MedPAC issues broad critique of self-referred imaging; outlines steps to curb abuses

June 18, 2010

In a report bristling with documentation, the Medicare Payment Advisory Commission issued a broad-ranging critique of in-office self-referred imaging and outlined a series of steps to curb practices it said were contributing to the growth in imaging volume.

In a report bristling with documentation, the Medicare Payment Advisory Commission issued a broad-ranging critique of in-office self-referred imaging and outlined a series of steps to curb practices it said were contributing to the growth in imaging volume.

Steps that could help restrain in-office self-referral of imaging services include preauthorization, lower payment rates for high-volume self-referrers, excluding tests not provided during an office visit, and more bundled payments for services, MedPAC said in its report, released June 15.

Titled Report to the Congress: aligning incentives in Medicare, the MedPAC report focuses on how incentives in the Medicare program can be leveraged to promote quality of care and efficient use of resources. Chapter 8, 24 pages long with three pages of references, addresses the growth of ancillary services in physician offices, including imaging.

Underlying much of the ancillary services report was the conclusion, a position MedPAC has advanced before, that the in-office ancillary services exemption to Stark law bans on self-referral leads to higher volumes through greater capacity and financial incentives to order additional services.

The view was presented again in this report with new and updated data, including a pilot study finding that in six practices performing nuclear cardiology procedures, 14% of the procedures were inappropriate under guidelines issued by the American College of Cardiology Foundation and the American Society of Nuclear Cardiology. MedPAC also cited radiation dose concerns.
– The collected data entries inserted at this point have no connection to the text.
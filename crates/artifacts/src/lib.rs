//! # Arbor Artifact Emitters
//!
//! Writes the planner's frozen identity graph to disk as the per-chain
//! artifact tree the cluster applier projects into Kubernetes:
//!
//! ```text
//! <output>/<profile>/
//!   ids.json
//!   chain_<N>/
//!     genesis.json
//!     config.json
//!     keystore.json
//! ```

pub mod emitter;
pub mod genesis;
pub mod node_config;

pub use emitter::emit;
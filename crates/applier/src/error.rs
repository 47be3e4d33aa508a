//! Applier error type. Every failure aborts the remaining sequence.

use thiserror::Error;

#[derive(Debug, Error)]
pub enum ClusterError {
    /// Kubernetes create/get/update failed, including already-exists on
    /// service re-creation.
    #[error("kubernetes api: {0}")]
    Api(#[from] kube::Error),

    #[error(transparent)]
    Io(#[from] std::io::Error),

    /// A file on the artifact tree is not well-formed JSON.
    #[error("invalid JSON [path: {path}]: {source}")]
    Json {
        path: String,
        source: serde_json::Error,
    },

    #[error("invalid chain folder name: {0}")]
    InvalidChainFolder(String),
}

pub type Result<T> = std::result::Result<T, ClusterError>;
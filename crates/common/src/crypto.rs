//! BLS12-381 key material for synthesized node identities.
//!
//! Keys are generated from 32 bytes of OS entropy via `blst` (min-pk
//! variant: 32-byte secrets, 48-byte compressed public keys). The node
//! address is the first 20 bytes of the SHA3-256 digest of the public key.

use blst::min_pk::SecretKey;
use rand::rngs::OsRng;
use rand::RngCore;
use sha3::{Digest, Sha3_256};

use crate::error::{Error, Result};

/// Length of a serialized secret key.
pub const SECRET_KEY_LEN: usize = 32;
/// Length of a compressed public key.
pub const PUBLIC_KEY_LEN: usize = 48;
/// Length of a derived address.
pub const ADDRESS_LEN: usize = 20;

/// A freshly synthesized BLS12-381 keypair with its derived address.
#[derive(Clone)]
pub struct Keypair {
    secret: [u8; SECRET_KEY_LEN],
    public: [u8; PUBLIC_KEY_LEN],
    address: [u8; ADDRESS_LEN],
}

impl Keypair {
    /// Generate a keypair from OS randomness.
    pub fn generate() -> Result<Self> {
        let mut ikm = [0u8; SECRET_KEY_LEN];
        OsRng.fill_bytes(&mut ikm);
        let sk = SecretKey::key_gen(&ikm, &[])
            .map_err(|e| Error::KeyGeneration(format!("{e:?}")))?;
        Ok(Self::from_secret_key(sk))
    }

    /// Reconstruct a keypair from a serialized 32-byte secret.
    pub fn from_secret_bytes(bytes: &[u8]) -> Result<Self> {
        let sk = SecretKey::from_bytes(bytes)
            .map_err(|e| Error::Crypto(format!("invalid secret key: {e:?}")))?;
        Ok(Self::from_secret_key(sk))
    }

    fn from_secret_key(sk: SecretKey) -> Self {
        let public = sk.sk_to_pk().to_bytes();
        Keypair {
            secret: sk.to_bytes(),
            public,
            address: derive_address(&public),
        }
    }

    pub fn secret_bytes(&self) -> &[u8] {
        &self.secret
    }

    pub fn address_hex(&self) -> String {
        hex::encode(self.address)
    }

    pub fn public_hex(&self) -> String {
        hex::encode(self.public)
    }

    pub fn secret_hex(&self) -> String {
        hex::encode(self.secret)
    }
}

/// First 20 bytes of SHA3-256 over the compressed public key.
pub fn derive_address(public_key: &[u8]) -> [u8; ADDRESS_LEN] {
    let digest = Sha3_256::digest(public_key);
    let mut address = [0u8; ADDRESS_LEN];
    address.copy_from_slice(&digest[..ADDRESS_LEN]);
    address
}

#[cfg(test)]
mod tests {
    use super::*;

    #[test]
    fn generates_distinct_keys() {
        let a = Keypair::generate().expect("keygen");
        let b = Keypair::generate().expect("keygen");
        assert_ne!(a.secret_hex(), b.secret_hex());
        assert_ne!(a.address_hex(), b.address_hex());
    }

    #[test]
    fn lengths_are_fixed() {
        let kp = Keypair::generate().expect("keygen");
        assert_eq!(kp.secret_hex().len(), SECRET_KEY_LEN * 2);
        assert_eq!(kp.public_hex().len(), PUBLIC_KEY_LEN * 2);
        assert_eq!(kp.address_hex().len(), ADDRESS_LEN * 2);
    }

    #[test]
    fn secret_roundtrip_is_deterministic() {
        let kp = Keypair::generate().expect("keygen");
        let restored = Keypair::from_secret_bytes(kp.secret_bytes()).expect("restore");
        assert_eq!(kp.public_hex(), restored.public_hex());
        assert_eq!(kp.address_hex(), restored.address_hex());
    }

    #[test]
    fn invalid_secret_rejected() {
        assert!(Keypair::from_secret_bytes(&[0u8; 5]).is_err());
    }

    #[test]
    fn address_is_prefix_of_pubkey_digest() {
        let kp = Keypair::generate().expect("keygen");
        let public = hex::decode(kp.public_hex()).expect("hex");
        let addr = derive_address(&public);
        assert_eq!(hex::encode(addr), kp.address_hex());
    }
}
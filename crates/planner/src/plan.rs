//! Plan orchestration: synthesis, expansion, projections, pointers.

use std::collections::{BTreeMap, HashMap};
use std::sync::Arc;

use serde::{Deserialize, Serialize};
use tokio::sync::Semaphore;
use tracing::info;

use arbor_common::accounts::SharedAccount;
use arbor_common::error::Result;
use arbor_common::profile::AppConfig;

use crate::expand::{expand_identities, ExpandedEntry};
use crate::identity::{NodeIdentity, NodeType};
use crate::pointers::assign_pointers;
use crate::progress::{spawn_reporter, Progress};
use crate::synthesis::{generate_chain_identities, GenesisAccount};

/// The global identity index written as `ids.json`.
#[derive(Debug, Clone, Default, Serialize, Deserialize)]
pub struct IdsFile {
    #[serde(rename = "main-accounts", skip_serializing_if = "Option::is_none")]
    pub main_accounts: Option<BTreeMap<String, SharedAccount>>,
    pub keys: BTreeMap<String, NodeIdentity>,
}

/// The frozen output of the planner, consumed by the artifact emitter.
#[derive(Debug, Default)]
pub struct Plan {
    /// Post-expansion entries in deterministic order.
    pub entries: Vec<ExpandedEntry>,
    /// Base identities per chain name (native full nodes feed keystores).
    pub chain_identities: BTreeMap<String, Vec<NodeIdentity>>,
    /// Implicit and filler accounts per chain name.
    pub chain_accounts: BTreeMap<String, Vec<GenesisAccount>>,
    /// Genesis validator sections keyed by `genesis_chain_id`.
    pub genesis_by_chain: HashMap<u64, Vec<NodeIdentity>>,
    /// Accounts/keystore placement keyed by `chain_id`.
    pub keystore_by_chain: HashMap<u64, Vec<NodeIdentity>>,
    /// `publicKey@netAddress` dial entries per chain.
    pub dial_peers: HashMap<u64, Vec<String>>,
    pub ids: IdsFile,
}

/// Per-chain first IDs: a positive cursor walks the chains in name order
/// reserving `validators + committee-only validators + full nodes` slots,
/// a negative cursor reserves `delegators + committee-only delegators`.
fn chain_start_indices(cfg: &AppConfig) -> BTreeMap<String, (i64, i64)> {
    let mut starts = BTreeMap::new();
    let mut cursor: i64 = 1;
    let mut delegator_cursor: i64 = -1;
    for (name, chain) in &cfg.chains {
        starts.insert(name.clone(), (cursor, delegator_cursor));
        cursor += (chain.validators.count
            + chain.committee_only_validators()
            + chain.full_nodes.count) as i64;
        delegator_cursor -=
            (chain.delegators.count + chain.committee_only_delegators()) as i64;
    }
    starts
}

/// Run all planner passes over a validated profile.
pub async fn build_plan(
    cfg: &AppConfig,
    shared_accounts: &BTreeMap<String, SharedAccount>,
) -> Result<Plan> {
    let semaphore = Arc::new(Semaphore::new(cfg.general.concurrency.max(1)));
    let progress = Arc::new(Progress::default());
    let reporter = spawn_reporter(progress.clone());

    let starts = chain_start_indices(cfg);

    let mut plan = Plan::default();
    let mut all_identities: Vec<NodeIdentity> = Vec::new();
    for (name, chain) in &cfg.chains {
        let (start_idx, delegator_start_idx) = starts[name];
        let population = generate_chain_identities(
            name,
            chain,
            start_idx,
            delegator_start_idx,
            &cfg.general,
            semaphore.clone(),
            progress.clone(),
        )
        .await?;
        all_identities.extend(population.identities.iter().cloned());
        plan.chain_identities.insert(name.clone(), population.identities);
        plan.chain_accounts.insert(name.clone(), population.accounts);
    }
    reporter.abort();

    all_identities.sort_by_key(|identity| identity.id);

    let chain_roots: HashMap<u64, u64> = cfg
        .chains
        .values()
        .map(|chain| (chain.id, chain.root_chain))
        .collect();

    plan.entries = expand_identities(
        &all_identities,
        &chain_roots,
        &cfg.general.net_address_suffix,
    );

    for entry in &plan.entries {
        let identity = &entry.identity;
        if identity.node_type != NodeType::Fullnode {
            plan.genesis_by_chain
                .entry(identity.genesis_chain_id)
                .or_default()
                .push(identity.clone());
            plan.keystore_by_chain
                .entry(identity.chain_id)
                .or_default()
                .push(identity.clone());
        }
        if !identity.is_delegate {
            plan.dial_peers
                .entry(identity.chain_id)
                .or_default()
                .push(format!("{}@{}", identity.public_key, identity.net_address));
        }
    }

    plan.ids = IdsFile {
        main_accounts: if shared_accounts.is_empty() {
            None
        } else {
            Some(shared_accounts.clone())
        },
        keys: assign_pointers(&plan.entries),
    };

    info!(
        base_identities = all_identities.len(),
        expanded_entries = plan.entries.len(),
        ids_entries = plan.ids.keys.len(),
        "planning complete"
    );
    Ok(plan)
}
In addition, reviewing Medicare data from 2007 and 2008, the commission found that only about half of standard imaging studies (x-rays), about 25% of ultrasounds, and about 10% of advanced imaging (CT, MR, and nuclear medicine) procedures are performed on the same day as an office visit, undermining the idea that the in-office exemption is justified because of its convenience for patients. MedPAC acknowledged that scheduling issues, such as the need for fasting, could result in a delay in advanced imaging.

Thomas W. Greeson, a healthcare attorney with Reed Smith LLP, said the MedPAC report caps two years of work that have culminated in a fairly dramatic set of proposals to rein in self-referral. Most would need to be passed by Congress. It’s possible some could be enacted through regulation by CMS, but for political and legal reasons-they could be challenged in court-they probably would not be, he said.

Greeson said he expected a strong endorsement from the radiology community but also strong opposition from the AMA and other medical specialties that have come to rely on in-office imaging. In 2008, for example, cardiology derived approximately 38% of its Part B revenue from imaging, according to the MedPAC report. Imaging-based Part B revenues for the same year were approximately 23% in vascular surgery, 8% in orthopedic surgery, and 5% each in urology and internal medicine.

MedPAC characterized its report as preliminary and said it would further examine the strategies outlined with the goal of developing policy recommendations. Long-term solutions would involve developing payment systems that would reward providers for restraining growth while improving the quality of care. But because such solutions could take several years to develop, policymakers may want to consider interim approaches to address concerns raised by the growth of ancillary services, the commission said.

MedPAC divided its self-referral reform proposals into three basic categories:

 

  • limiting the types of services or physician groups covered by the in-office exemption;

  • developing payment tools to mitigate incentives to increase volume; and

  • adopting a targeted prior-authorization program for advanced diagnostic imaging services.

Limiting the types of services of physician groups covered by the in-office exemption includes three strategies: exclude outpatient therapy and radiation therapy; limit the exemption to physician practices that are clinically integrated; and exclude from the exemption diagnostic tests that are not usually provided during an office visit.

One weakness of the clinical integration approach is that under the fee-for-service system, even integrated practices would have an incentive to boost volume, MedPAC said. On the positive side, it could encourage the development of integrated groups that would be positioned to succeed under a new payment model.

Development of payment tools that might mitigate incentives to increase imaging volume includes two strategies: reducing payment rates for diagnostic tests performed by self-referring physicians, and improving the accuracy of payments for ancillary services and creating payment bundles that include services provided during the same episode of care.

A bundled service, for example, might include a single payment that covers the cost of an office visit as well as all lab tests and x-rays provided during the visit.

The benefit of requiring self-referring physicians to participate in a prior-authorization program for advanced diagnostic imaging is that it would assure the appropriate use of advanced imaging by self-referring physicians who order many more studies than their peers. By the same token, it would avoid imposing a blanket approach on physicians performing advanced imaging services in their offices, MedPAC said. A drawback is that there are no independent studies that measure the impact of prior authorization using a control group.